But Jesus spoke up, and said to the men, “Have you come out, as if after a robber, with swords and clubs, to take me?
let’s hear it
for rhetorical questions
setting up our
your escalated response
only shows how right
I’ve been all along
demons recognize me
reveals their weakness
to rely on strength
and eventual failure
at best they can keep
the top at the top
of every category
that doesn’t matter
will reveal the dullness
This is a second image of thieves. The first was in the Temple when Jesus identified it as a Den of Thieves. There is yet one more time to come when thieves are mentioned.
Jesus began the teaching part of his ministry with a parable about robbing a house and the need to bind a strong man before robbing his house (3:23–30). If you have not already read it, Ched Myers, Binding the Strong Man: A Political Reading of Mark’s Story of Jesus is a must read to assist in moving beyond a personalistic reading.
The thief here is Jesus breaking into the strong collusion of country, clan, and cult that makes an idol out of present power structures.
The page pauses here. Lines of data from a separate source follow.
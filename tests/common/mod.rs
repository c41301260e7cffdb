//! Common test utilities for integration tests
#![allow(dead_code)]

use serde_json::{Value, json};
use std::io::Write;
use tempfile::NamedTempFile;

/// Annotation object as it appears in an MDACE file
pub fn annotation(begin: usize, end: usize, code: &str, system: &str, covered: &str) -> Value {
    json!({
        "begin": begin,
        "end": end,
        "code": code,
        "code_system": system,
        "description": format!("Description of {}", code),
        "type": "Human",
        "covered_text": covered,
    })
}

/// Note object with the given body and annotations
pub fn note(note_id: i64, text: &str, annotations: Vec<Value>) -> Value {
    json!({
        "note_id": note_id,
        "category": "Discharge summary",
        "description": "Report",
        "text": text,
        "annotations": annotations,
    })
}

pub fn document(hadm_id: i64, notes: Vec<Value>) -> Value {
    json!({ "hadm_id": hadm_id, "notes": notes })
}

/// The single-note example: "Patient has IPH noted." with I61.8 on "IPH"
pub fn iph_document() -> Value {
    document(
        100001,
        vec![note(
            1,
            "Patient has IPH noted.",
            vec![annotation(12, 15, "I61.8", "ICD-10-CM", "IPH")],
        )],
    )
}

/// Two notes sharing codes, with a procedure code and overlapping spans
pub fn multi_note_document() -> Value {
    document(
        100002,
        vec![
            note(
                10,
                "Sepsis due to pneumonia.\nStarted antibiotics.",
                vec![
                    annotation(0, 6, "A41.9", "ICD-10-CM", "Sepsis"),
                    annotation(14, 23, "J18.9", "ICD-10-CM", "pneumonia"),
                ],
            ),
            note(
                11,
                "Intubated for pneumonia; sepsis resolving.",
                vec![
                    annotation(0, 9, "0BH17EZ", "ICD-10-PCS", "Intubated"),
                    annotation(14, 23, "J18.9", "ICD-10-CM", "pneumonia"),
                    annotation(25, 31, "A41.9", "ICD-10-CM", "sepsis"),
                ],
            ),
        ],
    )
}

/// Write `content` to a temporary `.json` file
pub fn write_temp(content: &str) -> NamedTempFile {
    let mut file = tempfile::Builder::new().suffix(".json").tempfile().unwrap();
    file.write_all(content.as_bytes()).unwrap();
    file.flush().unwrap();
    file
}

pub fn write_temp_json(value: &Value) -> NamedTempFile {
    write_temp(&serde_json::to_string_pretty(value).unwrap())
}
The symbol of this becomes the entry into Jerusalem to “beard a lion in their own den”.
Subsequent uses of “thief” identify such as Satan. In Jesus’ next parable (4:2–20) the thief is Satan, stealing a word of creation from the lives of people.
In this concluding part of Mark we come to three references: Den of Thieves (11:15–18); accusation of Jesus being a thief (here); and crucifixion between two thieves, placing Jesus as the King of Thieves (15:26–27).
The imagery of who is a thief and what of value is being stolen ranges widely in differing episodes. The Reader needs to take care to not push them all together in one meaning. Stealing power from the powerful is not the same as the powerful stealing more and more from those subject to them.
Here we have to ask the same question Jesus did. Of all the arrest scenarios, does this reflect well or badly on those doing the arresting? What does this say about the strength of their position?